More than half the nation’s population is made up of women. So, of course “women’s issues” exist and are a relevant concern. In contemporary society, women’s issue pertain solely to a woman’s sexuality, and include social topics such as abortion and birth-control. The problem with this stance on women in relation to the Republican Party lies with the assumption that all women must believe a particular way in order to justly represent their gender.
Women of the Republican Party possess views and ideas that have been shaped by their experiences and ideals, not just by their gender. A thriving economy brought on by capitalist ideals that spurs opportunity for all is a major tenet to right-winged women’s philosophy. This belief system centers on patriotism, family values, and conservative ideals.
Largely, Republican women are pro-life; and refuse to encourage throwing droves of the tax-payers’ money on programs that support abortion, such as Planned Parenthood. Such thinking largely opposes the liberal women’s only crusade; pushing abortion rights. Hence, this is why the topic is magnified in recent debates. Nevertheless, Republican women do not interpret either party as being the sole source for proper support of their gender.
For over 150 years, women have been adamantly involved in the Republican Party. Through their individual talents and combined efforts these women have shaped the party into a party of opportunity and equality.
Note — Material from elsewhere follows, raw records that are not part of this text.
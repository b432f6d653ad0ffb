pub mod add_book_cmd;
pub mod checkout_book_cmd;
pub mod get_book_cmd;
pub mod list_books_cmd;
pub mod return_book_cmd;
pub mod service;

use async_trait::async_trait;
use crate::books::dto::BookDto;
use crate::core::library::LibraryResult;

// CatalogService owns the registered books and is the only way to change their availability.
#[async_trait]
pub trait CatalogService: Sync + Send {
    async fn add_book(&self, book: &BookDto) -> LibraryResult<BookDto>;
    async fn find_book(&self, title: &str) -> LibraryResult<BookDto>;
    async fn checkout_book(&self, title: &str) -> LibraryResult<BookDto>;
    async fn return_book(&self, title: &str) -> LibraryResult<BookDto>;
    async fn list_available(&self) -> LibraryResult<Vec<BookDto>>;
    async fn list_books(&self) -> LibraryResult<Vec<BookDto>>;
    async fn count(&self) -> LibraryResult<usize>;
}
use std::sync::Arc;
use async_trait::async_trait;
use serde::{Deserialize, Serialize};
use crate::books::dto::BookDto;
use crate::catalog::domain::CatalogService;
use crate::core::command::{Command, CommandError};

pub struct CheckoutBookCommand {
    catalog_service: Arc<dyn CatalogService>,
}

impl CheckoutBookCommand {
    pub fn new(catalog_service: Arc<dyn CatalogService>) -> Self {
        Self {
            catalog_service,
        }
    }
}

#[derive(Debug, Deserialize)]
pub struct CheckoutBookCommandRequest {
    pub title: String,
}

impl CheckoutBookCommandRequest {
    pub fn new(title: &str) -> Self {
        Self {
            title: title.to_string(),
        }
    }
}


#[derive(Debug, Serialize)]
pub struct CheckoutBookCommandResponse {
    pub book: BookDto,
}

impl CheckoutBookCommandResponse {
    pub fn new(book: BookDto) -> Self {
        Self {
            book,
        }
    }
}

#[async_trait]
impl Command<CheckoutBookCommandRequest, CheckoutBookCommandResponse> for CheckoutBookCommand {
    async fn execute(&self, req: CheckoutBookCommandRequest) -> Result<CheckoutBookCommandResponse, CommandError> {
        self.catalog_service.checkout_book(req.title.as_str())
            .await.map_err(CommandError::from).map(CheckoutBookCommandResponse::new)
    }
}
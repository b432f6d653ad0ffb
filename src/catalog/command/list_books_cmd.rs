use std::sync::Arc;
use async_trait::async_trait;
use serde::{Deserialize, Serialize};
use crate::books::dto::BookDto;
use crate::catalog::domain::CatalogService;
use crate::catalog::listing::{render_available, render_catalog};
use crate::core::command::{Command, CommandError};
use crate::core::domain::Configuration;

pub struct ListBooksCommand {
    config: Configuration,
    catalog_service: Arc<dyn CatalogService>,
}

impl ListBooksCommand {
    pub fn new(config: &Configuration, catalog_service: Arc<dyn CatalogService>) -> Self {
        Self {
            config: config.clone(),
            catalog_service,
        }
    }
}

#[derive(Debug, Default, Deserialize)]
pub struct ListBooksCommandRequest {
    #[serde(default)]
    pub available_only: bool,
}

impl ListBooksCommandRequest {
    pub fn new(available_only: bool) -> Self {
        Self {
            available_only,
        }
    }
}


#[derive(Debug, Serialize)]
pub struct ListBooksCommandResponse {
    pub books: Vec<BookDto>,
    pub total: usize,
    pub listing: Vec<String>,
}

#[async_trait]
impl Command<ListBooksCommandRequest, ListBooksCommandResponse> for ListBooksCommand {
    async fn execute(&self, req: ListBooksCommandRequest) -> Result<ListBooksCommandResponse, CommandError> {
        let books = if req.available_only {
            self.catalog_service.list_available().await?
        } else {
            self.catalog_service.list_books().await?
        };
        let listing = if req.available_only {
            render_available(&self.config, &books)?
        } else {
            render_catalog(&self.config, &books)?
        };
        let total = self.catalog_service.count().await?;
        Ok(ListBooksCommandResponse { books, total, listing })
    }
}
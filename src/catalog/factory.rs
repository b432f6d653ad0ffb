use std::sync::Arc;
use crate::books::factory;
use crate::catalog::domain::CatalogService;
use crate::catalog::domain::service::CatalogServiceImpl;
use crate::core::domain::Configuration;
use crate::gateway::factory::create_publisher;

pub fn create_catalog_service(config: &Configuration) -> Arc<dyn CatalogService> {
    let book_repo = factory::create_book_repository();
    let publisher = create_publisher(config.publisher);
    Arc::new(CatalogServiceImpl::new(config, book_repo, publisher))
}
“Women have been unfairly used as pawns in this upcoming election…You would think that the candidates would realize that 51% of the voting-bloc cares about more issues than birth control,” Sarah Herring, an economics major, says.
Herring aspires to become a member of the Republican political front. In doing so she plans to represent an image of feminist-empowerment rather than a scapegoat for the Democratic Party. Her disgust with recent debates lies with emphasis being placed on contemporary women’s issues rather than on the financial state of the union by contenders on both sides of the political spectrum.
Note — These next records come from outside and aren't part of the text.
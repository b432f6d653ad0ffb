use std::fmt;
use std::fmt::{Display, Formatter};
use std::sync::PoisonError;
use serde::{Deserialize, Serialize};

#[derive(Debug)]
pub enum LibraryError {
    NotFound {
        message: String,
    },
    // The title exists in the catalog but no copy is in the state the operation needs,
    // e.g. every copy is already checked out. The caller can retry once a copy changes state.
    CurrentlyUnavailable {
        message: String,
        reason_code: Option<String>,
        retryable: bool,
    },
    InvalidEntity {
        message: String,
    },
    Validation {
        message: String,
        reason_code: Option<String>,
    },
    Serialization {
        message: String,
    },
    Runtime {
        message: String,
        reason_code: Option<String>,
    },
}

impl LibraryError {
    pub fn not_found(message: &str) -> LibraryError {
        LibraryError::NotFound { message: message.to_string() }
    }

    pub fn unavailable(message: &str, reason_code: Option<String>, retryable: bool) -> LibraryError {
        LibraryError::CurrentlyUnavailable { message: message.to_string(), reason_code, retryable }
    }

    pub fn invalid_entity(message: &str) -> LibraryError {
        LibraryError::InvalidEntity { message: message.to_string() }
    }

    pub fn validation(message: &str, reason_code: Option<String>) -> LibraryError {
        LibraryError::Validation { message: message.to_string(), reason_code }
    }

    pub fn serialization(message: &str) -> LibraryError {
        LibraryError::Serialization { message: message.to_string() }
    }

    pub fn runtime(message: &str, reason_code: Option<String>) -> LibraryError {
        LibraryError::Runtime { message: message.to_string(), reason_code }
    }

    pub fn retryable(&self) -> bool {
        match self {
            LibraryError::NotFound { .. } => { false }
            LibraryError::CurrentlyUnavailable { retryable, .. } => { *retryable }
            LibraryError::InvalidEntity { .. } => { false }
            LibraryError::Validation { .. } => { false }
            LibraryError::Serialization { .. } => { false }
            LibraryError::Runtime { .. } => { false }
        }
    }
}

impl From<std::io::Error> for LibraryError {
    fn from(err: std::io::Error) -> Self {
        LibraryError::runtime(
            format!("io {:?}", err).as_str(), None)
    }
}

impl From<serde_json::Error> for LibraryError {
    fn from(err: serde_json::Error) -> Self {
        LibraryError::serialization(
            format!("serde json parsing {:?}", err).as_str())
    }
}

impl<T> From<PoisonError<T>> for LibraryError {
    fn from(err: PoisonError<T>) -> Self {
        LibraryError::runtime(
            format!("catalog lock poisoned {}", err).as_str(), None)
    }
}

impl Display for LibraryError {
    fn fmt(&self, f: &mut Formatter<'_>) -> fmt::Result {
        match self {
            LibraryError::NotFound { message } => {
                write!(f, "{}", message)
            }
            LibraryError::CurrentlyUnavailable { message, .. } => {
                write!(f, "{}", message)
            }
            LibraryError::InvalidEntity { message } => {
                write!(f, "{}", message)
            }
            LibraryError::Validation { message, reason_code } => {
                write!(f, "{} {:?}", message, reason_code)
            }
            LibraryError::Serialization { message } => {
                write!(f, "{}", message)
            }
            LibraryError::Runtime { message, reason_code } => {
                write!(f, "{} {:?}", message, reason_code)
            }
        }
    }
}

impl std::error::Error for LibraryError {}

/// A specialized Result type for the catalog.
pub type LibraryResult<T> = Result<T, LibraryError>;

// It defines abstraction for paginated result
#[derive(Debug, Clone)]
pub struct PaginatedResult<T> {
    // page size
    pub page_size: usize,
    // Next page if available
    pub next_page: Option<String>,
    // list of records
    pub records: Vec<T>,
}

impl<T> PaginatedResult<T> {
    pub(crate) fn new(page_size: usize, next_page: Option<String>, records: Vec<T>) -> Self {
        PaginatedResult {
            page_size,
            next_page,
            records,
        }
    }
}

// BookStatus is the availability state of a single catalog entry.
#[derive(Debug, Default, PartialEq, Eq, Clone, Copy, Serialize, Deserialize)]
pub enum BookStatus {
    #[default]
    Available,
    CheckedOut,
}

impl TryFrom<&str> for BookStatus {
    type Error = LibraryError;

    fn try_from(s: &str) -> Result<Self, Self::Error> {
        match s {
            "Available" => Ok(BookStatus::Available),
            "CheckedOut" => Ok(BookStatus::CheckedOut),
            _ => Err(LibraryError::validation(
                format!("unknown book status {}", s).as_str(), Some("400".to_string()))),
        }
    }
}

impl Display for BookStatus {
    fn fmt(&self, f: &mut Formatter) -> fmt::Result {
        match self {
            BookStatus::Available => write!(f, "Available"),
            BookStatus::CheckedOut => write!(f, "CheckedOut"),
        }
    }
}

#[cfg(test)]
mod tests {
    use std::sync::{Mutex, PoisonError};
    use crate::core::library::{BookStatus, LibraryError, PaginatedResult};

    #[tokio::test]
    async fn test_should_create_not_found_error() {
        assert!(matches!(LibraryError::not_found("test"), LibraryError::NotFound{ message: _ }));
    }

    #[tokio::test]
    async fn test_should_create_unavailable_error() {
        assert!(matches!(LibraryError::unavailable("test", None, false), LibraryError::CurrentlyUnavailable{ message: _, reason_code: _, retryable: _ }));
    }

    #[tokio::test]
    async fn test_should_create_invalid_entity_error() {
        assert!(matches!(LibraryError::invalid_entity("test"), LibraryError::InvalidEntity{ message: _ }));
    }

    #[tokio::test]
    async fn test_should_create_validation_error() {
        assert!(matches!(LibraryError::validation("test", None), LibraryError::Validation{ message: _, reason_code: _ }));
    }

    #[tokio::test]
    async fn test_should_create_serialization_error() {
        assert!(matches!(LibraryError::serialization("test"), LibraryError::Serialization{ message: _ }));
        let err = serde_json::from_str::<BookStatus>("{").expect_err("should fail");
        assert!(matches!(LibraryError::from(err), LibraryError::Serialization{ message: _ }));
    }

    #[tokio::test]
    async fn test_should_convert_poisoned_lock() {
        let lock = Mutex::new(1);
        let err = LibraryError::from(PoisonError::new(lock.lock().expect("should lock")));
        assert!(matches!(err, LibraryError::Runtime{ message: _, reason_code: _ }));
    }

    #[tokio::test]
    async fn test_should_create_retryable_error() {
        assert_eq!(false, LibraryError::not_found("test").retryable());
        assert_eq!(false, LibraryError::unavailable("test", None, false).retryable());
        assert_eq!(true, LibraryError::unavailable("test", None, true).retryable());
        assert_eq!(false, LibraryError::invalid_entity("test").retryable());
        assert_eq!(false, LibraryError::validation("test", None).retryable());
        assert_eq!(false, LibraryError::serialization("test").retryable());
        assert_eq!(false, LibraryError::runtime("test", None).retryable());
    }

    #[tokio::test]
    async fn test_should_display_message_only_when_unavailable() {
        let err = LibraryError::unavailable("no copy of 1984 is Available", Some("409".to_string()), false);
        assert_eq!("no copy of 1984 is Available", err.to_string());
    }

    #[tokio::test]
    async fn test_should_format_book_status() {
        let statuses = vec![
            BookStatus::Available,
            BookStatus::CheckedOut,
        ];
        for status in statuses {
            let str = status.to_string();
            let str_status = BookStatus::try_from(str.as_str()).expect("should parse status");
            assert_eq!(status, str_status);
        }
        assert!(BookStatus::try_from("OnHold").is_err());
        assert_eq!(BookStatus::Available, BookStatus::default());
    }

    #[tokio::test]
    async fn test_should_build_paginated_result() {
        let res = PaginatedResult::new(5, Some("15".to_string()), vec![1, 2]);
        assert_eq!(5, res.page_size);
        assert_eq!(Some("15".to_string()), res.next_page);
        assert_eq!(2, res.records.len());
    }
}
Herring and her fellow Republican women do not oppose contraception, instead they encourage the individual to be responsible for their own actions and refuse to praise any systems that involves the federal government paying for such means; thereby, gaining more control over the private sector and individual citizen.
Women do no vote as a bloc. According to Gallup, 50% of women voters are for Obama; whereas 42% are for Romney; leaving only a mere 8% gap. In 2008, 57% of women voters favored Obama, whereas 43% favored McCain. Though, since 2008 Obama has been down by 6% in women’s votes. In 2010, Women were in favor of Republicans by 49% compared to Democrats at 48%. In addition, 55% of the Tea Party’s members are women. Thus, women vote diversely, and it is senseless to pressure a single way of thinking upon them.
The desire to protect freedom and eliminate oppressive taxes is the foundation for why the Tea Party has inspired many women. Women from a variety of backgrounds have come together to support, lead, and uplift the ever-growing grassroots movements. These women are drawn to such a revolutionary theater by their moral and ethical views, as well as their yearning to fix the damages caused by the sexual revolution.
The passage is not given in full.